_EXERCISE DETAILS_
Go to the line below containing "to probe completion" and print exactly from there through the line containing "pub struct Suppressor", both included. Print nothing else.

_EXTRACTED RECORDS_
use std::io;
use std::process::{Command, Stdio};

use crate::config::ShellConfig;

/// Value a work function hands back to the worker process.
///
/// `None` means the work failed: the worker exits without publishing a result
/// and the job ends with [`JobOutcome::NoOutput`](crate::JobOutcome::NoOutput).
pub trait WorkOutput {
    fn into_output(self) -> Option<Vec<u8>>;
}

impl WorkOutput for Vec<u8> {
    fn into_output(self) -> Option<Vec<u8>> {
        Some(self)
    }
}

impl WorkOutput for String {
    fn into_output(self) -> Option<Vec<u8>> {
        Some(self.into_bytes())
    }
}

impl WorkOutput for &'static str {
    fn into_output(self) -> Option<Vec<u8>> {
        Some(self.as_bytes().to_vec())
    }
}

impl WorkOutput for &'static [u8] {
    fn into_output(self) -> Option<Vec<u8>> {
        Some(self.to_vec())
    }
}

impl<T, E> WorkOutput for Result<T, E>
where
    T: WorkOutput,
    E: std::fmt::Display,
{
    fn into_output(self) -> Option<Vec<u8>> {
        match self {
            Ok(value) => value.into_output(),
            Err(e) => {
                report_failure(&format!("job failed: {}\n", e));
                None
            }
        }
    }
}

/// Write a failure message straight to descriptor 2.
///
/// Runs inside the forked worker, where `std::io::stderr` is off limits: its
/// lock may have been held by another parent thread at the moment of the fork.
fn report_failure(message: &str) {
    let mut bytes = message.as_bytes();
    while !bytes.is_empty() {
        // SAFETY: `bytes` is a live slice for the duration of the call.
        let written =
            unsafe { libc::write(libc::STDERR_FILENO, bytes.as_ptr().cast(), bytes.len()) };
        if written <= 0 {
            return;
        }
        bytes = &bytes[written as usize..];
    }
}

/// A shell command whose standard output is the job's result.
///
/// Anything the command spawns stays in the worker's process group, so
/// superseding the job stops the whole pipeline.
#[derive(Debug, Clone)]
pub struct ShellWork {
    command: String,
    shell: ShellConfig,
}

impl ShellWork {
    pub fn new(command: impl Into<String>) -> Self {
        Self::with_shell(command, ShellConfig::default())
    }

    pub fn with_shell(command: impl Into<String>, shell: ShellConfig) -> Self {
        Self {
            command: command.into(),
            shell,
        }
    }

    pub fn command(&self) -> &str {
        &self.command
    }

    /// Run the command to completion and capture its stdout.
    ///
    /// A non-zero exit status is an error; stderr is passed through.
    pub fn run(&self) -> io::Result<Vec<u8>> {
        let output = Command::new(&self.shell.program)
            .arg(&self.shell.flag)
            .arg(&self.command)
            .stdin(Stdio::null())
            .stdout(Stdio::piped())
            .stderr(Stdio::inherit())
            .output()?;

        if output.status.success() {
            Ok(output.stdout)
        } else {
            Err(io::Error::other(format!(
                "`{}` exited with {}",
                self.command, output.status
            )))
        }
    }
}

...

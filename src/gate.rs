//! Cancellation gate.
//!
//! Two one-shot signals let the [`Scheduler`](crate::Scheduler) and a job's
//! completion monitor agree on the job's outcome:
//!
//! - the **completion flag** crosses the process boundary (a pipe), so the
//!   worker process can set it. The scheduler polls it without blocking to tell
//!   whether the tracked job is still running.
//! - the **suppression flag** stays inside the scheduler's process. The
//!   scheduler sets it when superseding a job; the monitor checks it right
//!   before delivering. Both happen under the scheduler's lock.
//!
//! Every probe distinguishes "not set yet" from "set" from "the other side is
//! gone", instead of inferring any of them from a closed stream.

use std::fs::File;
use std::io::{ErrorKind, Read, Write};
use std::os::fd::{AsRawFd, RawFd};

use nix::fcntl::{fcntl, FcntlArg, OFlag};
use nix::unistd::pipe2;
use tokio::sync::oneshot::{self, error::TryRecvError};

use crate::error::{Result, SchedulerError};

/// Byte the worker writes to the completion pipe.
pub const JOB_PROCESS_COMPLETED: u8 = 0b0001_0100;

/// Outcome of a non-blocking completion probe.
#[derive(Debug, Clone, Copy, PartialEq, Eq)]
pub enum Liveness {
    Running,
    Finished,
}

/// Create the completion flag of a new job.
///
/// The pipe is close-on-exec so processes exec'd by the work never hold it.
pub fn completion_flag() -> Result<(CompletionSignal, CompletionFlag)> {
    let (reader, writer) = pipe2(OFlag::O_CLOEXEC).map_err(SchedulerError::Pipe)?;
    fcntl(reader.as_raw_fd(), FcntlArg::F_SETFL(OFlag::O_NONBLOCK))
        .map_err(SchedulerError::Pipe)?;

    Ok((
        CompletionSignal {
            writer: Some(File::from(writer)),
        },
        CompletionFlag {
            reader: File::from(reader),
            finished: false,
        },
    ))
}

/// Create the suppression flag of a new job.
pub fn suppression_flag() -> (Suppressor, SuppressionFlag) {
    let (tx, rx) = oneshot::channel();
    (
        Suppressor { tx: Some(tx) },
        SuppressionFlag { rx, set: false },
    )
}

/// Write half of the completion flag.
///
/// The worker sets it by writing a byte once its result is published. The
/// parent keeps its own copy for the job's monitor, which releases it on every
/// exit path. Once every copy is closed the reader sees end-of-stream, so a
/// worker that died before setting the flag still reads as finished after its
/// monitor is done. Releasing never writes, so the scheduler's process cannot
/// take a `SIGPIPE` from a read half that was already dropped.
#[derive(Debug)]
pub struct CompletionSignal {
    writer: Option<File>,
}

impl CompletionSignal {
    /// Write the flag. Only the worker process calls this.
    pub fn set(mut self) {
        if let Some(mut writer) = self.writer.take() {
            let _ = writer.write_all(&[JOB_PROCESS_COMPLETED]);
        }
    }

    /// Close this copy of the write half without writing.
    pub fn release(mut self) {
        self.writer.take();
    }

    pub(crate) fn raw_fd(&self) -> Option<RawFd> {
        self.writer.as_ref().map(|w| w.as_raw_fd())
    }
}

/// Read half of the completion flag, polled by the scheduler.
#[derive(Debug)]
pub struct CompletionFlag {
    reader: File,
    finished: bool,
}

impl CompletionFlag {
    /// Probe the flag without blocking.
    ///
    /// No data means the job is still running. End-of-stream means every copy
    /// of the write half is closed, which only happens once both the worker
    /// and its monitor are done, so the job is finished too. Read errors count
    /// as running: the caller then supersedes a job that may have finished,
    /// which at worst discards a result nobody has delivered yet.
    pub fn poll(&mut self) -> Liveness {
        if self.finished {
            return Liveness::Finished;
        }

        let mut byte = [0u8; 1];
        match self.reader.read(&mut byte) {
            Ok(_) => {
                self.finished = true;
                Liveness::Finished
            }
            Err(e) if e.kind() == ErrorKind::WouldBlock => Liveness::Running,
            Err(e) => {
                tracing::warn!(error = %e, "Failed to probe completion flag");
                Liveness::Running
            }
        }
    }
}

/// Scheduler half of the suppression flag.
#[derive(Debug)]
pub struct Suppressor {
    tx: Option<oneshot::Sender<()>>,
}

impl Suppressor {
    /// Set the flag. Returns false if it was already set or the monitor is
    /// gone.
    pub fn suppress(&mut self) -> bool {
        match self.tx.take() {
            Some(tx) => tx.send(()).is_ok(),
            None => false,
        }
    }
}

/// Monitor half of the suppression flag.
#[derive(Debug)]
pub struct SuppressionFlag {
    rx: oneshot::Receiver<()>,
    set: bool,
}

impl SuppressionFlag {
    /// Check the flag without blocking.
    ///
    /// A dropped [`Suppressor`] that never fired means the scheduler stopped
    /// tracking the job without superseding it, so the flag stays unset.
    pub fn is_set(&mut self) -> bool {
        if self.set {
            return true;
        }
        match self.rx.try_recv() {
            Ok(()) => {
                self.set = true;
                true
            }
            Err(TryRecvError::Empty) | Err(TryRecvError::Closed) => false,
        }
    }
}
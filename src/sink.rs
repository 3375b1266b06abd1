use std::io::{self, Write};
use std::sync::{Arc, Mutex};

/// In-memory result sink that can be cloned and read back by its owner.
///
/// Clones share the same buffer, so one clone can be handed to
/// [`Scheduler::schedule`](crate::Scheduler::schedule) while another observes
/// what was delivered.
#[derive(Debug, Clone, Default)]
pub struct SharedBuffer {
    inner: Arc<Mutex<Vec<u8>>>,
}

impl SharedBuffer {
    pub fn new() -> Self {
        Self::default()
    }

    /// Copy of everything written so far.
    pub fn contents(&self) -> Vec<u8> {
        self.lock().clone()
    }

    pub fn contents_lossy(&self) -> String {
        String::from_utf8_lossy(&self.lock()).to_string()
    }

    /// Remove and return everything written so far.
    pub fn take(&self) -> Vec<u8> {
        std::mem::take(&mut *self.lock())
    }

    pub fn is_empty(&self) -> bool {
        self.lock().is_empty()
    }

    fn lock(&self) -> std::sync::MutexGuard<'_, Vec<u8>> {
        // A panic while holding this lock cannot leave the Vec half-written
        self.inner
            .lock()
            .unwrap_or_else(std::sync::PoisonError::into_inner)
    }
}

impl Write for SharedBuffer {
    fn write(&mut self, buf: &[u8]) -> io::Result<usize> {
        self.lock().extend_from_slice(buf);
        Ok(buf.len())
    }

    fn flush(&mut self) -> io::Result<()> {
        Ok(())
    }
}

_RESPONSE BOX_
                tracing::warn!(error = %e, "Failed to probe completion flag");
                Liveness::Running
            }
        }
    }
}

/// Scheduler half of the suppression flag.
#[derive(Debug)]
pub struct Suppressor {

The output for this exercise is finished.